Apakah COVID-19 Menyebabkan Kerusakan Otak? Inilah Yang Kami Ketahui Sejauh Ini

COVID-19, sebagian besar, dianggap sebagai penyakit pernapasan; kebanyakan orang yang mengidapnya akan mengalami 'penyakit pernapasan ringan hingga sedang dan pulih tanpa memerlukan perawatan khusus' — itu menurut Organisasi Kesehatan Dunia (WHO). Namun dalam tujuh bulan terakhir, karena virus korona telah melanda dunia, para ahli menemukan bahwa penyakit ini dapat bermanifestasi dalam berbagai cara — tidak hanya batuk, demam, dan kelelahan biasa.
Sistem saraf di umum — terdiri dari otak, sumsum tulang belakang, dan saraf — mungkin sangat rentan terhadap penyakit ini. 'COVID-19 telah dikaitkan dengan beberapa gejala neurologis seperti sakit kepala, pusing, mialgia, kebingungan, perubahan indra perasa dan penciuman, kelemahan, stroke, dan kejang,' William C. Davison MD, FAAN, ahli saraf di Northwestern Medicine Rumah Sakit Lake Forest, Illinois, memberi tahu Kesehatan . Sekarang, lebih banyak penelitian telah menemukan bahwa COVID-19 dapat menyebabkan kerusakan otak lebih lanjut, melalui peradangan otak dan kerusakan saraf.

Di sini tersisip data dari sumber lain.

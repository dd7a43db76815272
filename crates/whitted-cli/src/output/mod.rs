mod file_output;

use anyhow::Result;
use image::Rgb32FImage;

pub use file_output::FileOutput;

pub trait FinalOutput {
    fn commit(&self, image: &Rgb32FImage) -> Result<()>;
}
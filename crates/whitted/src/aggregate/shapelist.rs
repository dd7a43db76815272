use crate::{counter, math::point::Point, ray::Ray, shape::Shape};

/// A plain list of shapes, queried by scanning every one of them.
#[derive(Default)]
pub struct ShapeList(pub Vec<Box<dyn Shape>>);

/// The shape nearest to the origin of a ray, among the ones it hits.
#[derive(Clone, Copy)]
pub struct ClosestHit<'a> {
    pub shape: &'a dyn Shape,
    pub pos: Point,
    /// Squared distance between the ray origin and `pos`
    pub distance_squared: f32,
}

impl std::fmt::Debug for ClosestHit<'_> {
    fn fmt(&self, f: &mut std::fmt::Formatter<'_>) -> std::fmt::Result {
        f.debug_struct("ClosestHit")
            .field("shape", &"<shape>")
            .field("pos", &self.pos)
            .field("distance_squared", &self.distance_squared)
            .finish()
    }
}

impl ShapeList {
    pub fn push<T: Shape + 'static>(&mut self, shape: T) {
        self.0.push(Box::new(shape))
    }

    pub fn len(&self) -> usize {
        self.0.len()
    }

    pub fn is_empty(&self) -> bool {
        self.0.is_empty()
    }

    pub fn iter(&self) -> impl Iterator<Item = &dyn Shape> {
        self.0.iter().map(|shape| shape.as_ref())
    }

    /// Scans every shape and keeps the hit point nearest to the ray origin.
    ///
    /// On equal distances the first shape in the list wins.
    pub fn closest_hit(&self, ray: &Ray) -> Option<ClosestHit<'_>> {
        counter!("Closest hit queries");

        let mut closest: Option<ClosestHit> = None;
        for shape in self.iter() {
            let Some(intersection) = shape.intersect(ray).intersection() else {
                continue;
            };

            let distance_squared = intersection.pos.distance_squared(ray.origin);
            if closest.map_or(true, |c| distance_squared < c.distance_squared) {
                closest = Some(ClosestHit {
                    shape,
                    pos: intersection.pos,
                    distance_squared,
                });
            }
        }
        closest
    }
}
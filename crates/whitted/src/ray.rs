use crate::{
    math::{
        point::Point,
        vec::{Vec3, Vec3NormalizeExt},
    },
    utils::log_once::warn_once,
};

/// A half line starting at `origin`, carrying the number of secondary bounces it may still spawn.
///
/// Rays are never mutated once built, child rays (reflected, refracted, shadow) are new values.
#[derive(Debug, Clone, Copy)]
pub struct Ray {
    pub origin: Point,
    /// Unit length, except for a degenerate zero direction
    pub direction: Vec3,
    /// Remaining recursion depth, a ray of depth 0 spawns no reflected or refracted ray
    pub depth: u32,
}

impl Ray {
    pub fn new(origin: Point, direction: Vec3, depth: u32) -> Self {
        if direction == Vec3::ZERO {
            warn_once!("a ray has been built with a zero-length direction");
        }
        Self {
            origin,
            direction: direction.normalize_or_self(),
            depth,
        }
    }

    /// A ray of depth `self.depth - 1` starting at `origin`, offset by `eps` along `direction`
    pub fn child(&self, origin: Point, direction: Vec3, eps: f32) -> Self {
        let direction = direction.normalize_or_self();
        Self::new(
            origin + eps * direction,
            direction,
            self.depth.saturating_sub(1),
        )
    }

    pub fn at(&self, t: f32) -> Point {
        self.origin + t * self.direction
    }
}

#[cfg(test)]
mod tests {
    use glam::Vec3;

    use crate::math::point::Point;

    use super::Ray;

    #[test]
    fn ray() {
        let eps = 0.01;
        let ray = Ray::new(Point::new(1., 0., 0.), Vec3::new(-1., 1., 0.), 3);

        assert!((ray.direction.length() - 1.0).abs() < 1e-6);
        assert!(ray.at(0.0).distance_squared(ray.origin) < eps);
        assert!(ray.at(1.0).vec().distance_squared(ray.origin.vec() + ray.direction) < eps);
    }

    #[test]
    fn child_ray() {
        let ray = Ray::new(Point::ORIGIN, Vec3::X, 2);
        let child = ray.child(Point::new(1.0, 0.0, 0.0), Vec3::new(0.0, 2.0, 0.0), 0.5);

        assert_eq!(child.depth, 1);
        assert_eq!(child.direction, Vec3::Y);
        assert_eq!(child.origin, Point::new(1.0, 0.5, 0.0));
        // the parent is untouched
        assert_eq!(ray.depth, 2);

        let terminal = Ray::new(Point::ORIGIN, Vec3::X, 0).child(Point::ORIGIN, Vec3::X, 0.0);
        assert_eq!(terminal.depth, 0);
    }

    #[test]
    fn zero_direction_is_kept() {
        let ray = Ray::new(Point::ORIGIN, Vec3::ZERO, 1);
        assert_eq!(ray.direction, Vec3::ZERO);
    }
}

Sebuah studi terbaru dari para peneliti di University College London (UCL) di Inggris, yang diterbitkan dalam jurnal tersebut Otak , menganalisis data dari 43 pasien baik yang dikonfirmasi atau dicurigai COVID-19. Para pasien berusia antara 16 hingga 85 tahun, dan dirawat di Rumah Sakit Nasional untuk Neurologi dan Bedah Saraf di London. Beberapa pasien memiliki kasus penyakit ringan, sementara yang lain memiliki gejala yang lebih parah, meskipun masalah neurologis tidak bergantung pada keparahan gejala — pada beberapa pasien, gejala neurologis adalah satu-satunya indikasi penyakit. Dalam kelompok pasien, lima kategori utama penyakit neurologis dan neuropsikiatri muncul: ensefalopati (kerusakan atau penyakit yang memengaruhi otak), sindrom SSP inflamasi seperti ensefalitis atau ensefalomeyelitis diseminata akut (ADEM), stroke iskemik, gangguan neurologis perifer seperti Guillain-Barré sindrom, dan gangguan yang tidak sesuai dengan kategori tertentu.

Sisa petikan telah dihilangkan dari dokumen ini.